Orovida asintió con la cabeza. Luego desató su cinturón, abrió la bolsa y deslizó el oro en la mano del carcelero quien, con la otra, le tendía la vela a través de los barrotes. Entonces, con dedos temblorosos, como si tuviera fiebre, desplegó la bolita de papel. Cuatro palabras estaban allí garabateadas de puño y letra de Jufré: «¡Ten cuidado con Ruiz!».
¡Así que era él! No la abandonaría jamás. Ella siempre lo había sabido. Sólo el tiempo la había traicionado… Si el mensajero hubiera sido un poco más rápido, o David un poco menos… Si hubiera girado la cabeza a un lado antes que al otro… Acercando el papel a la candela, contempló cómo la llama lo devoraba.
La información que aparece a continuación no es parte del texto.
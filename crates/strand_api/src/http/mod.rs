use boa_engine::Context;
use strand_core::Api;

pub mod body;
mod client;
pub mod fetch;
pub mod form_data;
pub mod header;
pub mod request;
pub mod response;

pub use body::{Body, BodyInit, BodyWithType};
pub use form_data::FormData;
pub use header::{Headers, HeadersClass};
pub use request::{Request, RequestClass};
pub use response::{Response, ResponseClass};

pub struct HttpApi;

impl Api for HttpApi {
    fn init(self, context: &mut Context) {
        header::HeadersApi.init(context);
        request::RequestApi.init(context);
        response::ResponseApi.init(context);
        form_data::FormDataApi.init(context);
        fetch::FetchApi.init(context);
    }
}
//! The host value bridge: Rust state attached to JavaScript objects.
//!
//! A [`JsNativeObject<T>`] is an opaque engine reference together with the
//! Rust type of the data it carries. It keeps its referent alive while held
//! and checks the type on every downcast. [`NativeClass`] declares a
//! standards-shaped constructor for such objects and [`register_global_class`]
//! exposes it on the global object.

use std::marker::PhantomData;

use boa_engine::{
    builtins::object::Object as GlobalObject,
    object::{
        builtins::JsFunction, ConstructorBuilder, FunctionBinding,
        FunctionObjectBuilder, JsPrototype, Object, ObjectData, PROTOTYPE,
    },
    property::{Attribute, PropertyDescriptor, PropertyKey},
    Context, JsError, JsNativeError, JsObject, JsResult, JsString, JsValue,
};
use boa_gc::{Finalize, GcRef, GcRefMut, Trace};

pub use boa_engine::{object::NativeObject, NativeFunction};

use crate::value::IntoJs;

#[derive(Trace, Finalize, Debug)]
pub struct JsNativeObject<T: NativeObject> {
    inner: JsValue,
    _phantom: PhantomData<T>,
}

impl<T: NativeObject> Clone for JsNativeObject<T> {
    fn clone(&self) -> Self {
        Self {
            inner: self.inner.clone(),
            _phantom: self._phantom,
        }
    }
}

impl<T: NativeObject> JsNativeObject<T> {
    pub fn is(value: &JsValue) -> bool {
        value.as_object().map_or(false, JsObject::is::<T>)
    }

    fn from_value_unchecked(value: JsValue) -> Self {
        Self {
            inner: value,
            _phantom: PhantomData,
        }
    }

    pub fn new_with_proto<C, P>(
        prototype: P,
        native_object: T,
        context: &mut Context,
    ) -> JsResult<Self>
    where
        C: NativeClass<Instance = T>,
        P: Into<Option<JsObject>>,
    {
        let class = context
            .global_object()
            .get(JsString::from(C::NAME), context)?;
        let JsValue::Object(ref class_constructor) = class else {
            return Err(JsNativeError::typ()
                .with_message(format!(
                    "invalid constructor for native class `{}`",
                    C::NAME
                ))
                .into());
        };

        let JsValue::Object(class_prototype) =
            class_constructor.get(PROTOTYPE, context)?
        else {
            return Err(JsNativeError::typ()
                .with_message(format!(
                    "invalid default prototype for native class `{}`",
                    C::NAME
                ))
                .into());
        };

        let prototype =
            <P as Into<Option<JsObject>>>::into(prototype).unwrap_or(class_prototype);

        let obj = JsObject::from_proto_and_data(
            prototype,
            ObjectData::native_object(native_object),
        );

        Ok(Self {
            inner: obj.into(),
            _phantom: PhantomData,
        })
    }

    pub fn new<C>(native_object: T, context: &mut Context) -> JsResult<Self>
    where
        C: NativeClass<Instance = T>,
    {
        Self::new_with_proto::<C, _>(None, native_object, context)
    }

    /// Wraps native data in a plain object: a traced handle for internal
    /// state that has no script-visible class.
    pub fn new_internal(native_object: T, context: &mut Context) -> Self {
        let obj = JsObject::from_proto_and_data(
            context.intrinsics().constructors().object().prototype(),
            ObjectData::native_object(native_object),
        );
        Self {
            inner: obj.into(),
            _phantom: PhantomData,
        }
    }

    pub fn inner(&self) -> &JsValue {
        &self.inner
    }

    pub fn to_inner(&self) -> JsValue {
        self.inner.clone()
    }

    pub fn object(&self) -> &JsObject {
        self.inner.as_object().expect("Expected `JsObject`")
    }

    pub fn to_object(&self) -> JsObject {
        self.object().clone()
    }

    pub fn deref(&self) -> GcRef<'_, T> {
        self.object()
            .downcast_ref::<T>()
            .expect("Type mismatch in `JsNativeObject`")
    }

    pub fn deref_mut(&self) -> GcRefMut<'_, Object, T> {
        self.object()
            .downcast_mut::<T>()
            .expect("Type mismatch in `JsNativeObject`")
    }
}

impl<T: NativeObject> From<JsNativeObject<T>> for JsValue {
    fn from(val: JsNativeObject<T>) -> Self {
        val.to_inner()
    }
}

impl<T: NativeObject> IntoJs for JsNativeObject<T> {
    #[inline]
    fn into_js(self, _context: &mut Context) -> JsValue {
        self.into()
    }
}

impl<T: NativeObject> TryFrom<JsValue> for JsNativeObject<T> {
    type Error = JsError;

    fn try_from(value: JsValue) -> Result<Self, Self::Error> {
        if !Self::is(&value) {
            return Err(JsNativeError::typ()
                .with_message("Type mismatch in `JsNativeObject`")
                .into());
        }

        Ok(Self {
            inner: value,
            _phantom: PhantomData,
        })
    }
}

pub struct Accessor {
    pub name: &'static str,
    pub get: Option<JsFunction>,
    pub set: Option<JsFunction>,
}

impl Accessor {
    pub fn new(name: &'static str) -> Self {
        Self {
            name,
            get: None,
            set: None,
        }
    }

    pub fn get(mut self, function: NativeFunction, context: &mut Context) -> Self {
        let get = FunctionObjectBuilder::new(context, function)
            .name(self.name)
            .length(0)
            .build();
        self.get = Some(get);
        self
    }

    pub fn set(mut self, function: NativeFunction, context: &mut Context) -> Self {
        let set = FunctionObjectBuilder::new(context, function)
            .name(format!("set_{}", self.name))
            .length(1)
            .build();
        self.set = Some(set);
        self
    }
}

#[macro_export]
macro_rules! accessor {
    ($context:expr, $instance:ident, $name:expr, get:(($gthis:ident, $gcontext:ident) => $get:expr) $(, set:(($sthis:ident, $sarg:ident : $sarg_ty:ty, $scontext:ident) => $set:expr) )?) => {
        $crate::native::Accessor::new($name)
            .get(
                boa_engine::NativeFunction::from_fn_ptr(|this, _args, $gcontext| {
                    let $gthis = $instance::try_from_js(this)?;

                    $get
                }),
                $context,
            )
            $(
                .set(
                    boa_engine::NativeFunction::from_fn_ptr(|this, args, $scontext| {
                        let mut $sthis = $instance::try_from_js(this)?;
                        let $sarg: $sarg_ty =
                            args.get_or_undefined(0).try_js_into($scontext)?;

                        $set;

                        Ok(boa_engine::JsValue::undefined())
                    }),
                    $context,
                )
            )?
    };
}

/// Class builder which allows adding methods and static methods to the class.
#[derive(Debug)]
pub struct ClassBuilder<'ctx, 'host> {
    builder: ConstructorBuilder<'ctx, 'host>,
}

impl<'ctx, 'host> ClassBuilder<'ctx, 'host> {
    fn new<T>(context: &'ctx mut Context) -> Self
    where
        T: NativeClass,
    {
        let mut builder = ConstructorBuilder::new(
            context,
            NativeFunction::from_fn_ptr(raw_constructor::<T>),
        );
        builder.name(T::NAME);
        builder.length(T::LENGTH);
        Self { builder }
    }

    fn build(self) -> JsFunction {
        JsFunction::from_object(self.builder.build().into())
            .expect("class constructor is callable")
    }

    /// Add a method to the class.
    ///
    /// It is added to `prototype`.
    pub fn method<N>(
        &mut self,
        name: N,
        length: usize,
        function: NativeFunction,
    ) -> &mut Self
    where
        N: Into<FunctionBinding>,
    {
        self.builder.method(function, name, length);
        self
    }

    /// Add a static method to the class.
    ///
    /// It is added to class object itself.
    pub fn static_method<N>(
        &mut self,
        name: N,
        length: usize,
        function: NativeFunction,
    ) -> &mut Self
    where
        N: Into<FunctionBinding>,
    {
        self.builder.static_method(function, name, length);
        self
    }

    /// Add a data property to the class, with the specified attribute.
    ///
    /// It is added to `prototype`.
    pub fn property<K, V>(&mut self, key: K, value: V, attribute: Attribute) -> &mut Self
    where
        K: Into<PropertyKey>,
        V: Into<JsValue>,
    {
        self.builder.property(key, value, attribute);
        self
    }

    /// Add a static data property to the class, with the specified attribute.
    ///
    /// It is added to class object itself.
    pub fn static_property<K, V>(
        &mut self,
        key: K,
        value: V,
        attribute: Attribute,
    ) -> &mut Self
    where
        K: Into<PropertyKey>,
        V: Into<JsValue>,
    {
        self.builder.static_property(key, value, attribute);
        self
    }

    /// Add an accessor property to the class, with the specified attribute.
    ///
    /// It is added to `prototype`.
    pub fn accessor<K>(
        &mut self,
        key: K,
        accessor: Accessor,
        attribute: Attribute,
    ) -> &mut Self
    where
        K: Into<PropertyKey>,
    {
        self.builder
            .accessor(key, accessor.get, accessor.set, attribute);
        self
    }

    /// Add a static accessor property to the class, with the specified attribute.
    ///
    /// It is added to class object itself.
    pub fn static_accessor<K>(
        &mut self,
        key: K,
        accessor: Accessor,
        attribute: Attribute,
    ) -> &mut Self
    where
        K: Into<PropertyKey>,
    {
        self.builder
            .static_accessor(key, accessor.get, accessor.set, attribute);
        self
    }

    /// Add a property descriptor to the class, with the specified attribute.
    ///
    /// It is added to `prototype`.
    pub fn property_descriptor<K, P>(&mut self, key: K, property: P) -> &mut Self
    where
        K: Into<PropertyKey>,
        P: Into<PropertyDescriptor>,
    {
        self.builder.property_descriptor(key, property);
        self
    }

    /// Specify the parent prototype for the class
    pub fn inherit<O: Into<JsPrototype>>(&mut self, prototype: O) -> &mut Self {
        self.builder.inherit(prototype);
        self
    }

    /// Return the current context.
    #[inline]
    pub fn context(&mut self) -> &mut Context {
        self.builder.context()
    }
}

fn raw_constructor<T: NativeClass>(
    this: &JsValue,
    args: &[JsValue],
    context: &mut Context,
) -> JsResult<JsValue> {
    if this.is_undefined() {
        return Err(JsNativeError::typ()
            .with_message(format!(
                "cannot call constructor of native class `{}` without new",
                T::NAME
            ))
            .into());
    }

    let prototype = this
        .as_object()
        .map(|obj| {
            obj.get(PROTOTYPE, context)
                .map(|val| val.as_object().cloned())
        })
        .transpose()?
        .flatten();

    let native_object = T::constructor(
        &JsNativeObject::from_value_unchecked(this.clone()),
        args,
        context,
    )?;
    let object =
        JsNativeObject::new_with_proto::<T, _>(prototype, native_object, context)?;
    T::object_constructor(&object, args, context)?;

    Ok(object.inner.clone())
}

pub trait JsNativeObjectToString: NativeObject + Sized {
    fn to_string(
        this: &JsNativeObject<Self>,
        context: &mut Context,
    ) -> JsResult<JsValue>;
}

pub trait NativeClass {
    /// The Rust type of the class's instances.
    type Instance: NativeObject + Sized;

    /// The binding name of the class.
    const NAME: &'static str;

    /// The amount of arguments the class `constructor` takes, default is `0`.
    const LENGTH: usize = 0usize;

    /// The attributes the class will be bound with, default is `writable`,
    /// `enumerable`, `configurable`.
    const ATTRIBUTES: Attribute = Attribute::all();

    /// The constructor of the class.
    fn constructor(
        this: &JsNativeObject<Self::Instance>,
        args: &[JsValue],
        context: &mut Context,
    ) -> JsResult<Self::Instance>;

    /// Runs after the instance object exists, for wiring that needs the
    /// object itself (back-references, linked objects).
    fn object_constructor(
        _this: &JsNativeObject<Self::Instance>,
        _args: &[JsValue],
        _context: &mut Context,
    ) -> JsResult<()> {
        Ok(())
    }

    /// Initializes the internals and the methods of the class.
    fn init(class: &mut ClassBuilder<'_, '_>) -> JsResult<()>;

    fn to_string(
        this: &JsValue,
        _args: &[JsValue],
        context: &mut Context,
    ) -> JsResult<JsValue>
    where
        Self::Instance: JsNativeObjectToString,
    {
        if let Ok(native_obj) = JsNativeObject::<Self::Instance>::try_from(this.clone()) {
            Self::Instance::to_string(&native_obj, context)
        } else {
            GlobalObject::to_string(this, &[], context)
        }
    }
}

pub fn register_global_class<T: NativeClass>(context: &mut Context) -> JsResult<()> {
    let mut class_builder = ClassBuilder::new::<T>(context);
    T::init(&mut class_builder)?;

    let class = class_builder.build();
    let property = PropertyDescriptor::builder()
        .value(class)
        .writable(T::ATTRIBUTES.writable())
        .enumerable(T::ATTRIBUTES.enumerable())
        .configurable(T::ATTRIBUTES.configurable());

    context.global_object().define_property_or_throw(
        JsString::from(T::NAME),
        property,
        context,
    )?;

    Ok(())
}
Es el destino, se dijo entonces, los caminos del Señor… Pero ahora, tenía miedo.
—¡Vamos, mi princesita, ahora nos toca a nosotros, estoy esperando!…
Esta vez silenciosamente, el cerrojo resbaló en su cerradura, y un brazo velludo avanzó hacia ella…
—Dame tu manita, mi niña. Eso. Por aquí —chilló atrayéndola fuera de la celda—. ¡No se puede joder con una muñeca como tú en medio de esta canalla apestosa! Vamos, monada, no tengas miedo, y sécate un poco la jeta. Está sucia y quiero gozar de esa boca tan bella…
Haciendo muecas con sus labios abultados y blandos en un rictus de concupiscencia, el carcelero sacó un pañuelo mugriento del cinturón y se lo extendió.
—¡Bien! Ahora acuéstate en el suelo. Nadie pasará por aquí a esta hora de la noche.
El hombre ya se acomodaba encima de ella, aplastando con su peso aquel cuerpo magullado, y un hilo de saliva resbalaba por el cuello de Orovida, cuando un ruido de pasos precipitados resonó en las sonoras baldosas del corredor.
—¡Que la sífilis se lleve a estos puercos milicianos! —blasfemó en la sombra el guardia, poniéndose de pie de un salto—. ¿Es que nunca van a parar? ¿Qué traen ahora? Lo siento, mi dama, pero el deber me llama. ¡Simple partida aplazada! ¡Volveré dentro de un rato a buscar mi recompensa! ¡Vamos, largo de aquí, ahora entra allá adentro y pórtate bien mientras me esperas!
Brutalmente empujada en el calabozo, Orovida se derrumbó en el suelo. Allí, anonadada, sin siquiera sentir ya la horrible promiscuidad de los cuerpos echados contra ella en el fango, cerró los ojos y no se movió más.